Task goal.
Transcribe each record exactly as it appears.

Exercise inputs.
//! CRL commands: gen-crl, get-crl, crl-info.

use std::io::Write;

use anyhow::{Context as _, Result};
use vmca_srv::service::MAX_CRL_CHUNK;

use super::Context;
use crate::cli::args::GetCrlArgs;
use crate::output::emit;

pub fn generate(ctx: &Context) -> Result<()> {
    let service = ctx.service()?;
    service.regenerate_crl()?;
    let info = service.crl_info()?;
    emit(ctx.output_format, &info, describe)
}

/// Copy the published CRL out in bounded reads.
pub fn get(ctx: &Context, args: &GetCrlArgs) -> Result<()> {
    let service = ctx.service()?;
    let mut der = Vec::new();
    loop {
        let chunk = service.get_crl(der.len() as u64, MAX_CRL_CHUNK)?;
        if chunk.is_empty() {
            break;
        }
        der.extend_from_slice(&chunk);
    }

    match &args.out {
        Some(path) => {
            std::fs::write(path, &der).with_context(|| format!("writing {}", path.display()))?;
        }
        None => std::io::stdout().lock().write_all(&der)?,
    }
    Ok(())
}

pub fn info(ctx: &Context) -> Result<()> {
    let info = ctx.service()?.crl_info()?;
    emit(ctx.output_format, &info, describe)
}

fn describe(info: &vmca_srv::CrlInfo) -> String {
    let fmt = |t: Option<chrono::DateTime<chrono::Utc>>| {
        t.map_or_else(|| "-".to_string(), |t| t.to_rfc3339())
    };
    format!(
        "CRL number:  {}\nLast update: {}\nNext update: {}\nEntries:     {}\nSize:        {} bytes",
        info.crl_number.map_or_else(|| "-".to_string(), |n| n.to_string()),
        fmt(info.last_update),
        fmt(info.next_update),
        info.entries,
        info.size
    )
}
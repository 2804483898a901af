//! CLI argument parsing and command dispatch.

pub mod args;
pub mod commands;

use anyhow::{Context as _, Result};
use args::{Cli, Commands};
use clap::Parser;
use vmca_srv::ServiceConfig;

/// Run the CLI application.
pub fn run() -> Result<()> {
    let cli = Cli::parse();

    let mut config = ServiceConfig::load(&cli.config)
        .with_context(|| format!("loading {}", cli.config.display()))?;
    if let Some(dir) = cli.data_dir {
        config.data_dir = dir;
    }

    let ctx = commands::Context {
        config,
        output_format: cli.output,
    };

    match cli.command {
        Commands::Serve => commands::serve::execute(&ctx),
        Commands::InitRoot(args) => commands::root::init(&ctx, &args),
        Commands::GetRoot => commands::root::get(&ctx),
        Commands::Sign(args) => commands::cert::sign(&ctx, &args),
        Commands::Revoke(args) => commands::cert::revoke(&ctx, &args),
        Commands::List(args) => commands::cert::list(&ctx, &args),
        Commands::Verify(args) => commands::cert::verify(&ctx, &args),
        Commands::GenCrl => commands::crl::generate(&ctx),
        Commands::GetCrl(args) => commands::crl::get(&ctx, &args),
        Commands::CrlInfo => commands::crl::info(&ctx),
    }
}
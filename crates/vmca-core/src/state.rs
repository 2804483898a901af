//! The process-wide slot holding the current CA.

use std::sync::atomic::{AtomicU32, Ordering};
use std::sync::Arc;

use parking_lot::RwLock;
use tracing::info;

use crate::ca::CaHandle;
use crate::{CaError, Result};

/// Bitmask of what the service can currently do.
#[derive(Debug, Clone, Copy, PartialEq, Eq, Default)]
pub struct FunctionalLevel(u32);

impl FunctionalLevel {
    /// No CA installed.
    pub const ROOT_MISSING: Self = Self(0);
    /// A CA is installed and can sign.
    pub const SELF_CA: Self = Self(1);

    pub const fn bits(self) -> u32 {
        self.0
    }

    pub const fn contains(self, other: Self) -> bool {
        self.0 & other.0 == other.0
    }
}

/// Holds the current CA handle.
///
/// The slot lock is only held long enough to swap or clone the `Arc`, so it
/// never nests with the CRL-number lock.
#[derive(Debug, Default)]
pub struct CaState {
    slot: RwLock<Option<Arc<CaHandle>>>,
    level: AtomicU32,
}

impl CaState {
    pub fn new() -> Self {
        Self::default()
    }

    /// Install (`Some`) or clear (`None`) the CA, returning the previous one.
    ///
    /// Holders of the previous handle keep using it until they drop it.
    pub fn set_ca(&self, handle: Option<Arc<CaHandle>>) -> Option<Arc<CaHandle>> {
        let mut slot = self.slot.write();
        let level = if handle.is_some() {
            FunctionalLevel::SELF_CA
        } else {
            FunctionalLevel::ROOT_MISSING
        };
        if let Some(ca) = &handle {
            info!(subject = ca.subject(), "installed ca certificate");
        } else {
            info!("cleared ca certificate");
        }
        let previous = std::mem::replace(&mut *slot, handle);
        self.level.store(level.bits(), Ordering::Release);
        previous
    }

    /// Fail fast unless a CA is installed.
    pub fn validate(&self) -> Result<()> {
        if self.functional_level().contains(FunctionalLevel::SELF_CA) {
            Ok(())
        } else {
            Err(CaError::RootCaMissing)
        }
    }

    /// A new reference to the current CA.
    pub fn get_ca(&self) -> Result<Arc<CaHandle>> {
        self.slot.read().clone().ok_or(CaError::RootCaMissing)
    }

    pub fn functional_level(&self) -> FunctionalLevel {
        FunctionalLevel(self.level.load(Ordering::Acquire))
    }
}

Finished exercise.
//! CRL commands: gen-crl, get-crl, crl-info.

use std::io::Write;

use anyhow::{Context as _, Result};
use vmca_srv::service::MAX_CRL_CHUNK;

use super::Context;
use crate::cli::args::GetCrlArgs;
use crate::output::emit;

pub fn generate(ctx: &Context) -> Result<()> {
    let service = ctx.service()?;
    service.regenerate_crl()?;
    let info = service.crl_info()?;
    emit(ctx.output_format, &info, describe)
}

/// Copy the published CRL out in bounded reads.
pub fn get(ctx: &Context, args: &GetCrlArgs) -> Result<()> {
    let service = ctx.service()?;
    let mut der = Vec::new();
    loop {
        let chunk = service.get_crl(der.len() as u64, MAX_CRL_CHUNK)?;
        if chunk.is_empty() {
            break;
        }
        der.extend_from_slice(&chunk);
    }

    match &args.out {
        Some(path) => {
            std::fs::write(path, &der).with_context(|| format!("writing {}", path.display()))?;
        }
        None => std::io::stdout().lock().write_all(&der)?,
    }
    Ok(())
}

pub fn info(ctx: &Context) -> Result<()> {
    let info = ctx.service()?.crl_info()?;
    emit(ctx.output_format, &info, describe)
}

fn describe(info: &vmca_srv::CrlInfo) -> String {
    let fmt = |t: Option<chrono::DateTime<chrono::Utc>>| {
        t.map_or_else(|| "-".to_string(), |t| t.to_rfc3339())
    };
    format!(
        "CRL number:  {}\nLast update: {}\nNext update: {}\nEntries:     {}\nSize:        {} bytes",
        info.crl_number.map_or_else(|| "-".to_string(), |n| n.to_string()),
        fmt(info.last_update),
        fmt(info.next_update),
        info.entries,
        info.size
    )
}
repository 2804483898a901af
//! CLI argument parsing and command dispatch.

pub mod args;
pub mod commands;

use anyhow::{Context as _, Result};
use args::{Cli, Commands};
use clap::Parser;
use vmca_srv::ServiceConfig;

/// Run the CLI application.
pub fn run() -> Result<()> {
    let cli = Cli::parse();

    let mut config = ServiceConfig::load(&cli.config)
        .with_context(|| format!("loading {}", cli.config.display()))?;
    if let Some(dir) = cli.data_dir {
        config.data_dir = dir;
    }

    let ctx = commands::Context {
        config,
        output_format: cli.output,
    };

    match cli.command {
        Commands::Serve => commands::serve::execute(&ctx),
        Commands::InitRoot(args) => commands::root::init(&ctx, &args),
        Commands::GetRoot => commands::root::get(&ctx),
        Commands::Sign(args) => commands::cert::sign(&ctx, &args),
        Commands::Revoke(args) => commands::cert::revoke(&ctx, &args),
        Commands::List(args) => commands::cert::list(&ctx, &args),
        Commands::Verify(args) => commands::cert::verify(&ctx, &args),
        Commands::GenCrl => commands::crl::generate(&ctx),
        Commands::GetCrl(args) => commands::crl::get(&ctx, &args),
        Commands::CrlInfo => commands::crl::info(&ctx),
    }
}
filename crates/vmca-core/src/state.rs
repository 2804483898a901af
//! The process-wide slot holding the current CA.

use std::sync::atomic::{AtomicU32, Ordering};
use std::sync::Arc;

use parking_lot::RwLock;
use tracing::info;

use crate::ca::CaHandle;
use crate::{CaError, Result};

/// Bitmask of what the service can currently do.
#[derive(Debug, Clone, Copy, PartialEq, Eq, Default)]
pub struct FunctionalLevel(u32);

impl FunctionalLevel {
    /// No CA installed.
    pub const ROOT_MISSING: Self = Self(0);
    /// A CA is installed and can sign.
    pub const SELF_CA: Self = Self(1);

    pub const fn bits(self) -> u32 {
        self.0
    }

    pub const fn contains(self, other: Self) -> bool {
        self.0 & other.0 == other.0
    }
}

/// Holds the current CA handle.
///
/// The slot lock is only held long enough to swap or clone the `Arc`, so it
/// never nests with the CRL-number lock.
#[derive(Debug, Default)]
pub struct CaState {
    slot: RwLock<Option<Arc<CaHandle>>>,
    level: AtomicU32,
}

impl CaState {
    pub fn new() -> Self {
        Self::default()
    }

    /// Install (`Some`) or clear (`None`) the CA, returning the previous one.
    ///
    /// Holders of the previous handle keep using it until they drop it.
    pub fn set_ca(&self, handle: Option<Arc<CaHandle>>) -> Option<Arc<CaHandle>> {
        let mut slot = self.slot.write();
        let level = if handle.is_some() {
            FunctionalLevel::SELF_CA
        } else {
            FunctionalLevel::ROOT_MISSING
        };
        if let Some(ca) = &handle {
            info!(subject = ca.subject(), "installed ca certificate");
        } else {
            info!("cleared ca certificate");
        }
        let previous = std::mem::replace(&mut *slot, handle);
        self.level.store(level.bits(), Ordering::Release);
        previous
    }

    /// Fail fast unless a CA is installed.
    pub fn validate(&self) -> Result<()> {
        if self.functional_level().contains(FunctionalLevel::SELF_CA) {
            Ok(())
        } else {
            Err(CaError::RootCaMissing)
        }
    }

    /// A new reference to the current CA.
    pub fn get_ca(&self) -> Result<Arc<CaHandle>> {
        self.slot.read().clone().ok_or(CaError::RootCaMissing)
    }

    pub fn functional_level(&self) -> FunctionalLevel {
        FunctionalLevel(self.level.load(Ordering::Acquire))
    }
}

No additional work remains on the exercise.